- EXERCISE MATERIALS -

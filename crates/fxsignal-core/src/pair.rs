use std::fmt::{Display, Formatter};

use crate::{normalize_code, CurrencyCode, ValidationError};

/// A validated conversion direction: two distinct supported currencies.
#[derive(Debug, Clone, Copy, PartialEq, Eq, Hash)]
pub struct CurrencyPair {
    pub base: CurrencyCode,
    pub target: CurrencyCode,
}

impl CurrencyPair {
    /// Validate raw `base`/`target` input against `supported`.
    ///
    /// The same-currency check runs first, on the normalized strings, so
    /// `xyz`/`XYZ` reports `SameCurrency` rather than `UnsupportedCurrency`.
    pub fn validate(
        base: &str,
        target: &str,
        supported: &[CurrencyCode],
    ) -> Result<Self, ValidationError> {
        let base = normalize_code(base);
        let target = normalize_code(target);

        if base == target {
            return Err(ValidationError::SameCurrency { code: base });
        }

        Ok(Self {
            base: parse_supported(&base, supported)?,
            target: parse_supported(&target, supported)?,
        })
    }
}

impl Display for CurrencyPair {
    fn fmt(&self, f: &mut Formatter<'_>) -> std::fmt::Result {
        write!(f, "{}/{}", self.base, self.target)
    }
}

fn parse_supported(code: &str, supported: &[CurrencyCode]) -> Result<CurrencyCode, ValidationError> {
    match CurrencyCode::parse(code) {
        Ok(parsed) if supported.contains(&parsed) => Ok(parsed),
        _ => Err(ValidationError::UnsupportedCurrency {
            value: code.to_owned(),
        }),
    }
}
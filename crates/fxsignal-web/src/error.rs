use std::io;
use std::net::SocketAddr;

use axum::http::StatusCode;
use axum::response::{IntoResponse, Response};
use axum::Json;
use fxsignal_core::{CurrencyCode, SignalError, SourceError, ValidationError};
use serde::Serialize;
use thiserror::Error;

/// Request-level failure, rendered as the JSON error body of `/api/*`.
#[derive(Debug, Error)]
pub enum ApiError {
    #[error("{error}")]
    Validation {
        error: ValidationError,
        supported: Vec<CurrencyCode>,
    },

    #[error("malformed query string: {message}")]
    MalformedQuery {
        message: String,
        supported: Vec<CurrencyCode>,
    },

    #[error("upstream fetch failed: {0}")]
    Upstream(SourceError),

    #[error("internal error: {0}")]
    Internal(String),
}

impl ApiError {
    pub fn validation(error: ValidationError, supported: &[CurrencyCode]) -> Self {
        Self::Validation {
            error,
            supported: supported.to_vec(),
        }
    }

    pub fn malformed_query(message: impl Into<String>, supported: &[CurrencyCode]) -> Self {
        Self::MalformedQuery {
            message: message.into(),
            supported: supported.to_vec(),
        }
    }

    pub const fn status(&self) -> StatusCode {
        match self {
            Self::Validation { .. } | Self::MalformedQuery { .. } => StatusCode::BAD_REQUEST,
            Self::Upstream(_) => StatusCode::BAD_GATEWAY,
            Self::Internal(_) => StatusCode::INTERNAL_SERVER_ERROR,
        }
    }

    /// Stable `error` field of the response body.
    pub const fn code(&self) -> &'static str {
        match self {
            Self::Validation { error, .. } => error.code(),
            Self::MalformedQuery { .. } => "unsupported_currency",
            Self::Upstream(_) => "http_error",
            Self::Internal(_) => "unknown",
        }
    }

    fn body(&self) -> ErrorBody {
        match self {
            Self::Validation {
                error: ValidationError::SameCurrency { .. },
                ..
            } => ErrorBody::bare(self.code()),
            Self::Validation { supported, .. } => ErrorBody {
                error: self.code(),
                supported: Some(supported.clone()),
                detail: None,
            },
            Self::MalformedQuery { message, supported } => ErrorBody {
                error: self.code(),
                supported: Some(supported.clone()),
                detail: Some(message.clone()),
            },
            Self::Upstream(source) => ErrorBody::detailed(self.code(), source.message()),
            Self::Internal(message) => ErrorBody::detailed(self.code(), message),
        }
    }
}

impl From<SignalError> for ApiError {
    fn from(error: SignalError) -> Self {
        match error {
            SignalError::Upstream(source) => Self::Upstream(source),
            SignalError::Internal(message) => Self::Internal(message),
        }
    }
}

impl IntoResponse for ApiError {
    fn into_response(self) -> Response {
        (self.status(), Json(self.body())).into_response()
    }
}

#[derive(Debug, Serialize)]
struct ErrorBody {
    error: &'static str,
    #[serde(skip_serializing_if = "Option::is_none")]
    supported: Option<Vec<CurrencyCode>>,
    #[serde(skip_serializing_if = "Option::is_none")]
    detail: Option<String>,
}

impl ErrorBody {
    fn bare(error: &'static str) -> Self {
        Self {
            error,
            supported: None,
            detail: None,
        }
    }

    fn detailed(error: &'static str, detail: impl Into<String>) -> Self {
        Self {
            error,
            supported: None,
            detail: Some(detail.into()),
        }
    }
}

/// Server bootstrap failure.
#[derive(Debug, Error)]
pub enum WebError {
    #[error("failed to bind {addr}: {source}")]
    Bind {
        addr: SocketAddr,
        #[source]
        source: io::Error,
    },

    #[error("server error: {0}")]
    Serve(#[from] io::Error),
}

#[cfg(test)]
mod tests {
    use super::*;

    #[test]
    fn same_currency_body_has_only_error_code() {
        let error = ApiError::validation(
            ValidationError::SameCurrency {
                code: String::from("USD"),
            },
            &CurrencyCode::ALL,
        );
        let body = serde_json::to_value(error.body()).expect("serialize");
        assert_eq!(body, serde_json::json!({ "error": "base_target_same" }));
        assert_eq!(error.status(), StatusCode::BAD_REQUEST);
    }

    #[test]
    fn unsupported_body_lists_supported_codes() {
        let error = ApiError::validation(
            ValidationError::UnsupportedCurrency {
                value: String::from("MXN"),
            },
            &[CurrencyCode::Usd, CurrencyCode::Eur],
        );
        let body = serde_json::to_value(error.body()).expect("serialize");
        assert_eq!(
            body,
            serde_json::json!({ "error": "unsupported_currency", "supported": ["USD", "EUR"] })
        );
    }

    #[test]
    fn malformed_query_is_a_json_validation_error() {
        let error = ApiError::malformed_query("bad query", &[CurrencyCode::Usd]);
        let body = serde_json::to_value(error.body()).expect("serialize");
        assert_eq!(error.status(), StatusCode::BAD_REQUEST);
        assert_eq!(
            body,
            serde_json::json!({
                "error": "unsupported_currency",
                "supported": ["USD"],
                "detail": "bad query"
            })
        );
    }

    #[test]
    fn signal_errors_map_to_gateway_and_internal() {
        let upstream = ApiError::from(SignalError::Upstream(SourceError::unavailable("down")));
        assert_eq!(upstream.status(), StatusCode::BAD_GATEWAY);
        assert_eq!(upstream.code(), "http_error");

        let internal = ApiError::from(SignalError::Internal(String::from("boom")));
        assert_eq!(internal.status(), StatusCode::INTERNAL_SERVER_ERROR);
        assert_eq!(internal.code(), "unknown");
    }
}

- WORK REQUEST -
Go through the entries and report every line with the string "Debug".

- SOLUTION BELOW -
#[derive(Debug, Clone, Copy, PartialEq, Eq, Hash)]
#[derive(Debug, Error)]
#[derive(Debug, Serialize)]
#[derive(Debug, Error)]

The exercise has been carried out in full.